# [Work instructions]
When the string "drop" appears in a line of the records, show the whole line.
• • •
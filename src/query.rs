//! Read-only queries over the inventory

use crate::error::{CarstockError, Result};
use crate::inventory::Inventory;
use crate::record::Vehicle;

/// A vehicle together with its 1-based position in the inventory
#[derive(Clone, Copy, Debug, PartialEq)]
pub struct Listing<'a> {
    pub number: usize,
    pub vehicle: &'a Vehicle,
}

fn listings<'a, P>(inventory: &'a Inventory, mut pred: P) -> Vec<Listing<'a>>
where
    P: FnMut(&Vehicle) -> bool,
{
    inventory
        .iter()
        .enumerate()
        .filter(|(_, v)| pred(*v))
        .map(|(i, vehicle)| Listing {
            number: i + 1,
            vehicle,
        })
        .collect()
}

/// Every vehicle in stored order
pub fn list_all(inventory: &Inventory) -> Vec<Listing<'_>> {
    listings(inventory, |_| true)
}

/// Vehicles whose brand equals `brand`, ignoring ASCII case
pub fn filter_by_brand<'a>(inventory: &'a Inventory, brand: &str) -> Vec<Listing<'a>> {
    listings(inventory, |v| v.has_brand(brand))
}

/// Vehicles priced within `[min, max]`, both ends inclusive
///
/// Assumes `min <= max`; callers validate with [`check_price_range`] first.
pub fn filter_by_price_range(inventory: &Inventory, min: f64, max: f64) -> Vec<Listing<'_>> {
    debug_assert!(min <= max, "price range must be validated by the caller");
    listings(inventory, |v| v.price >= min && v.price <= max)
}

/// Reject a range whose minimum is above its maximum
pub fn check_price_range(min: f64, max: f64) -> Result<()> {
    if min > max {
        return Err(CarstockError::InvalidRange { min, max });
    }
    Ok(())
}
use std::path::PathBuf;

use thiserror::Error;

#[derive(Error, Debug)]
pub enum CarstockError {
    #[error("I/O error: {0}")]
    Io(#[from] std::io::Error),

    #[error("cannot open {}: {source}", path.display())]
    SourceUnavailable {
        path: PathBuf,
        #[source]
        source: std::io::Error,
    },

    #[error("malformed record {record} (line {line}): {reason}")]
    MalformedRecord {
        record: usize,
        line: usize,
        reason: String,
    },

    #[error("inventory is full ({capacity} records)")]
    CapacityExceeded { capacity: usize },

    #[error("invalid price range: minimum {min:.2} is greater than maximum {max:.2}")]
    InvalidRange { min: f64, max: f64 },

    #[error("invalid number: {0:?}")]
    InvalidNumber(String),
}

pub type Result<T> = std::result::Result<T, CarstockError>;
//! Price-ordered vehicle storage with a fixed capacity
//!
//! Records are kept in non-decreasing price order. Equal prices keep their
//! insertion order, since a new record always goes after existing equals.

use crate::error::{CarstockError, Result};
use crate::record::Vehicle;

/// Stores vehicles sorted by ascending price
#[derive(Clone, Debug)]
pub struct Inventory {
    vehicles: Vec<Vehicle>,
    /// Maximum number of vehicles, fixed at construction
    capacity: usize,
}

impl Inventory {
    pub fn with_capacity(capacity: usize) -> Self {
        Self {
            vehicles: Vec::with_capacity(capacity),
            capacity,
        }
    }

    /// Capacity for a load of `load_count` records plus room for `extra` insertions
    pub fn for_load(load_count: usize, extra: usize) -> Self {
        Self::with_capacity(load_count.saturating_add(extra))
    }

    /// Insert each record in input order, exactly as repeated `insert` calls would
    pub fn bulk_load<I: IntoIterator<Item = Vehicle>>(&mut self, vehicles: I) -> Result<()> {
        for vehicle in vehicles {
            self.insert(vehicle)?;
        }
        Ok(())
    }

    /// Insert a vehicle before the first one with a strictly greater price
    ///
    /// Returns the 0-based position it was stored at. Fails without touching
    /// the inventory when it is already full.
    pub fn insert(&mut self, vehicle: Vehicle) -> Result<usize> {
        if self.is_full() {
            return Err(CarstockError::CapacityExceeded {
                capacity: self.capacity,
            });
        }

        let pos = self
            .vehicles
            .iter()
            .position(|v| v.price > vehicle.price)
            .unwrap_or(self.vehicles.len());
        self.vehicles.insert(pos, vehicle);
        Ok(pos)
    }

    /// Remove every vehicle matching `pred`, returning how many were removed
    pub fn remove_where<P>(&mut self, pred: P) -> usize
    where
        P: FnMut(&Vehicle) -> bool,
    {
        self.remove_where_with(pred, |_| {})
    }

    /// Like `remove_where`, handing each match to `on_remove` just before it goes
    ///
    /// Scans left to right. After a removal the same index is examined again,
    /// since the following vehicle has shifted into it.
    pub fn remove_where_with<P, F>(&mut self, mut pred: P, mut on_remove: F) -> usize
    where
        P: FnMut(&Vehicle) -> bool,
        F: FnMut(&Vehicle),
    {
        let mut removed = 0;
        let mut i = 0;
        while i < self.vehicles.len() {
            if pred(&self.vehicles[i]) {
                on_remove(&self.vehicles[i]);
                self.vehicles.remove(i);
                removed += 1;
            } else {
                i += 1;
            }
        }
        removed
    }

    /// Vehicles in stored (price-ascending) order
    pub fn iter(&self) -> std::slice::Iter<'_, Vehicle> {
        self.vehicles.iter()
    }

    pub fn as_slice(&self) -> &[Vehicle] {
        &self.vehicles
    }

    pub fn get(&self, index: usize) -> Option<&Vehicle> {
        self.vehicles.get(index)
    }

    pub fn len(&self) -> usize {
        self.vehicles.len()
    }

    pub fn is_empty(&self) -> bool {
        self.vehicles.is_empty()
    }

    pub fn capacity(&self) -> usize {
        self.capacity
    }

    pub fn is_full(&self) -> bool {
        self.vehicles.len() >= self.capacity
    }

    /// Slots left before inserts are rejected
    pub fn remaining(&self) -> usize {
        self.capacity.saturating_sub(self.vehicles.len())
    }
}

#[cfg(test)]
mod tests {
    use super::*;

    fn car(brand: &str, price: f64) -> Vehicle {
        Vehicle::new(brand, "Model", 2020, 10000, price)
    }

    fn prices(inv: &Inventory) -> Vec<f64> {
        inv.iter().map(|v| v.price).collect()
    }

    #[test]
    fn test_bulk_load_orders_by_price() {
        let mut inv = Inventory::with_capacity(3);
        inv.bulk_load(vec![car("A", 50000.0), car("B", 20000.0), car("C", 80000.0)])
            .unwrap();
        assert_eq!(prices(&inv), vec![20000.0, 50000.0, 80000.0]);
    }

    #[test]
    fn test_insert_returns_position() {
        let mut inv = Inventory::with_capacity(4);
        assert_eq!(inv.insert(car("A", 10.0)).unwrap(), 0);
        assert_eq!(inv.insert(car("B", 30.0)).unwrap(), 1);
        assert_eq!(inv.insert(car("C", 20.0)).unwrap(), 1);
        assert_eq!(inv.insert(car("D", 5.0)).unwrap(), 0);
        assert_eq!(prices(&inv), vec![5.0, 10.0, 20.0, 30.0]);
    }

    #[test]
    fn test_equal_prices_keep_insertion_order() {
        let mut inv = Inventory::with_capacity(4);
        inv.bulk_load(vec![
            car("first", 100.0),
            car("cheap", 50.0),
            car("second", 100.0),
            car("third", 100.0),
        ])
        .unwrap();
        let brands: Vec<&str> = inv.iter().map(|v| v.brand.as_str()).collect();
        assert_eq!(brands, vec!["cheap", "first", "second", "third"]);
    }

    #[test]
    fn test_insert_when_full() {
        let mut inv = Inventory::with_capacity(2);
        inv.insert(car("A", 1.0)).unwrap();
        inv.insert(car("B", 2.0)).unwrap();
        assert!(inv.is_full());

        let err = inv.insert(car("C", 0.5)).unwrap_err();
        assert!(matches!(err, CarstockError::CapacityExceeded { capacity: 2 }));
        assert_eq!(inv.len(), 2);
        assert_eq!(prices(&inv), vec![1.0, 2.0]);
    }

    #[test]
    fn test_zero_capacity_rejects_insert() {
        let mut inv = Inventory::for_load(0, 0);
        assert!(inv.insert(car("A", 1.0)).is_err());
        assert!(inv.is_empty());
    }

    #[test]
    fn test_bulk_load_over_capacity_fails() {
        let mut inv = Inventory::with_capacity(1);
        let result = inv.bulk_load(vec![car("A", 1.0), car("B", 2.0)]);
        assert!(result.is_err());
        assert_eq!(inv.len(), 1);
    }

    #[test]
    fn test_remove_where_consecutive_matches() {
        let mut inv = Inventory::with_capacity(5);
        inv.bulk_load(vec![
            car("keep", 1.0),
            car("drop", 2.0),
            car("drop", 3.0),
            car("keep", 4.0),
            car("drop", 5.0),
        ])
        .unwrap();

        let removed = inv.remove_where(|v| v.brand.as_str() == "drop");
        assert_eq!(removed, 3);
        assert_eq!(prices(&inv), vec![1.0, 4.0]);
    }

    #[test]
    fn test_remove_where_none() {
        let mut inv = Inventory::with_capacity(2);
        inv.insert(car("A", 1.0)).unwrap();
        assert_eq!(inv.remove_where(|_| false), 0);
        assert_eq!(inv.len(), 1);
    }

    #[test]
    fn test_remove_where_with_reports_in_order() {
        let mut inv = Inventory::with_capacity(3);
        inv.bulk_load(vec![car("A", 3.0), car("B", 1.0), car("C", 2.0)])
            .unwrap();

        let mut seen = Vec::new();
        let removed = inv.remove_where_with(|v| v.price >= 2.0, |v| seen.push(v.price));
        assert_eq!(removed, 2);
        assert_eq!(seen, vec![2.0, 3.0]);
        assert_eq!(prices(&inv), vec![1.0]);
    }

    #[test]
    fn test_removal_frees_capacity() {
        let mut inv = Inventory::for_load(2, 0);
        inv.bulk_load(vec![car("A", 1.0), car("B", 2.0)]).unwrap();
        assert_eq!(inv.remaining(), 0);
        inv.remove_where(|v| v.price > 1.5);
        assert_eq!(inv.remaining(), 1);
        assert!(inv.insert(car("C", 0.5)).is_ok());
    }
}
• • •
# [Completed task]
            car("drop", 2.0),
            car("drop", 3.0),
            car("drop", 5.0),
        let removed = inv.remove_where(|v| v.brand.as_str() == "drop");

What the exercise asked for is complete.